I bought it because I mainly wanted a chipper, but I also wanted to be able to suck up leaves and not have to rake them. Mine came with a great big 8 horsepower Honda engine, not the B&S you see in the pic. Turn this thing on and its suction made the lawn indent into a shallow crater like a gravity well.

I had a huge pile of twigs from some pruning that I needed to shred. So I started feeding them in. This thing ate up 3" branches like a dog sucking down treats. Hand over fist it sucked in branches, leaves, anything woody I could feed it, spewing out a fine spray of fresh mulch with the bag off. Amazing. I was halfway into my stick pile when I heard a loud noise and then the sound of metal scraping, with a shower of sparks! Then oil squirting out! WTF!!! I killed the motor.

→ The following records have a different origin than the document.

use std::sync::Arc;

use metrix_proto::Snapshot;
use tracing::{debug, warn};

use crate::{
    chain::{Delivery, Rejection, ValidationChain},
    storage::Storager,
};

/// Validation chain plus the business logic that lands metrics in storage.
pub struct Ingest {
    chain: ValidationChain,
    storage: Arc<dyn Storager>,
}

impl Ingest {
    pub fn new(chain: ValidationChain, storage: Arc<dyn Storager>) -> Self {
        Ingest { chain, storage }
    }

    /// Returns the number of metrics written.
    pub fn handle(&self, delivery: &Delivery<'_>) -> Result<usize, Rejection> {
        let plaintext = self.chain.admit(delivery)?;

        let snapshot = Snapshot::from_bytes(&plaintext).map_err(|e| {
            warn!("undecodable snapshot: {e}");
            Rejection::invalid_argument(format!("failed to decode snapshot: {e}"))
        })?;

        // reject the whole payload rather than storing part of it
        if let Some(metric) = snapshot.find_unnamed() {
            warn!(?metric, "snapshot contains a metric without id");
            return Err(Rejection::invalid_argument("metric id must not be empty"));
        }

        self.storage.apply(&snapshot.metrics).map_err(|e| {
            warn!(seq = snapshot.seq, "snapshot not stored: {e}");
            Rejection::internal(e.to_string())
        })?;

        debug!(seq = snapshot.seq, count = snapshot.metrics.len(), "snapshot stored");
        Ok(snapshot.metrics.len())
    }
}
use std::{fmt, str::FromStr};

use serde::{Deserialize, Serialize};

pub mod envelope;
pub mod integrity;
pub mod msg;
pub mod seal;

/// Name of the counter the agent attaches to every snapshot.
pub const POLL_COUNT: &str = "PollCount";

#[derive(Debug, Clone, PartialEq, Serialize, Deserialize)]
pub struct Metric {
    pub id: String,
    pub value: MetricValue,
}

impl Metric {
    pub fn gauge(id: impl Into<String>, value: f64) -> Self {
        Metric {
            id: id.into(),
            value: MetricValue::Gauge(value),
        }
    }

    pub fn counter(id: impl Into<String>, delta: i64) -> Self {
        Metric {
            id: id.into(),
            value: MetricValue::Counter(delta),
        }
    }

    pub fn kind(&self) -> MetricKind {
        self.value.kind()
    }
}

/// Gauges carry an absolute reading, counters a delta since the last report.
#[derive(Debug, Clone, Copy, PartialEq, Serialize, Deserialize)]
pub enum MetricValue {
    Gauge(f64),
    Counter(i64),
}

impl MetricValue {
    pub fn kind(&self) -> MetricKind {
        match self {
            MetricValue::Gauge(_) => MetricKind::Gauge,
            MetricValue::Counter(_) => MetricKind::Counter,
        }
    }
}

#[derive(Debug, Clone, Copy, PartialEq, Eq, Hash)]
pub enum MetricKind {
    Gauge,
    Counter,
}

impl fmt::Display for MetricKind {
    fn fmt(&self, f: &mut fmt::Formatter<'_>) -> fmt::Result {
        match self {
            MetricKind::Gauge => write!(f, "gauge"),
            MetricKind::Counter => write!(f, "counter"),
        }
    }
}

impl FromStr for MetricKind {
    type Err = UnknownKind;

    fn from_str(s: &str) -> Result<Self, Self::Err> {
        match s {
            "gauge" => Ok(MetricKind::Gauge),
            "counter" => Ok(MetricKind::Counter),
            other => Err(UnknownKind(other.to_owned())),
        }
    }
}

#[derive(Debug, thiserror::Error)]
#[error("unknown metric kind: {0:?}")]
pub struct UnknownKind(pub String);

/// One atomic batch of sampled metrics.
///
/// `seq` is the number of samples taken since the previous report, the agent
/// mirrors it into the [`POLL_COUNT`] counter.
#[derive(Debug, Clone, PartialEq, Serialize, Deserialize)]
pub struct Snapshot {
    pub seq: u64,
    pub metrics: Vec<Metric>,
}

impl Snapshot {
    pub fn new(seq: u64, mut metrics: Vec<Metric>) -> Self {
        metrics.push(Metric::counter(POLL_COUNT, seq as i64));
        Snapshot { seq, metrics }
    }

    pub fn to_bytes(&self) -> postcard::Result<Vec<u8>> {
        postcard::to_allocvec(self)
    }

    pub fn from_bytes(bytes: &[u8]) -> postcard::Result<Self> {
        postcard::from_bytes(bytes)
    }

    /// First metric with an empty id, if any.
    pub fn find_unnamed(&self) -> Option<&Metric> {
        self.metrics.iter().find(|m| m.id.is_empty())
    }
}
mod metrics;
mod origin;
mod updates;
mod values;

use axum::{
    Json,
    http::StatusCode,
    response::{IntoResponse, Response},
};
use serde_json::{Value, json};

use crate::chain::{RejectKind, Rejection};

pub use metrics::metric_rpc_ws;
pub use origin::Origin;
pub use updates::updates;
pub use values::{get_value, list_metrics};

pub async fn health() -> Json<Value> {
    Json(json!({"status": "ok"}))
}

impl RejectKind {
    pub fn status_code(self) -> StatusCode {
        match self {
            RejectKind::PermissionDenied => StatusCode::FORBIDDEN,
            RejectKind::InvalidArgument => StatusCode::BAD_REQUEST,
            RejectKind::Internal => StatusCode::INTERNAL_SERVER_ERROR,
        }
    }
}

impl IntoResponse for Rejection {
    fn into_response(self) -> Response {
        (self.kind.status_code(), self.to_string()).into_response()
    }
}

I looked down, inside the chute. The nub end of the drive shaft was glowing white hot like Chernobyl’s guts. It had melted itself. It had melted its own flywheel off the shaft. What’s more, the shaft the flywheel was attached to is the camshaft the pistons are attached to inside the engine. I had melted the camshaft beyond repair. I had melted the housing and bearings around the camshaft, so much so they exposed oil from the engine, which leaked out all over my yard and into the grass. And I had half a pile of sticks still unshredded.

Totaled.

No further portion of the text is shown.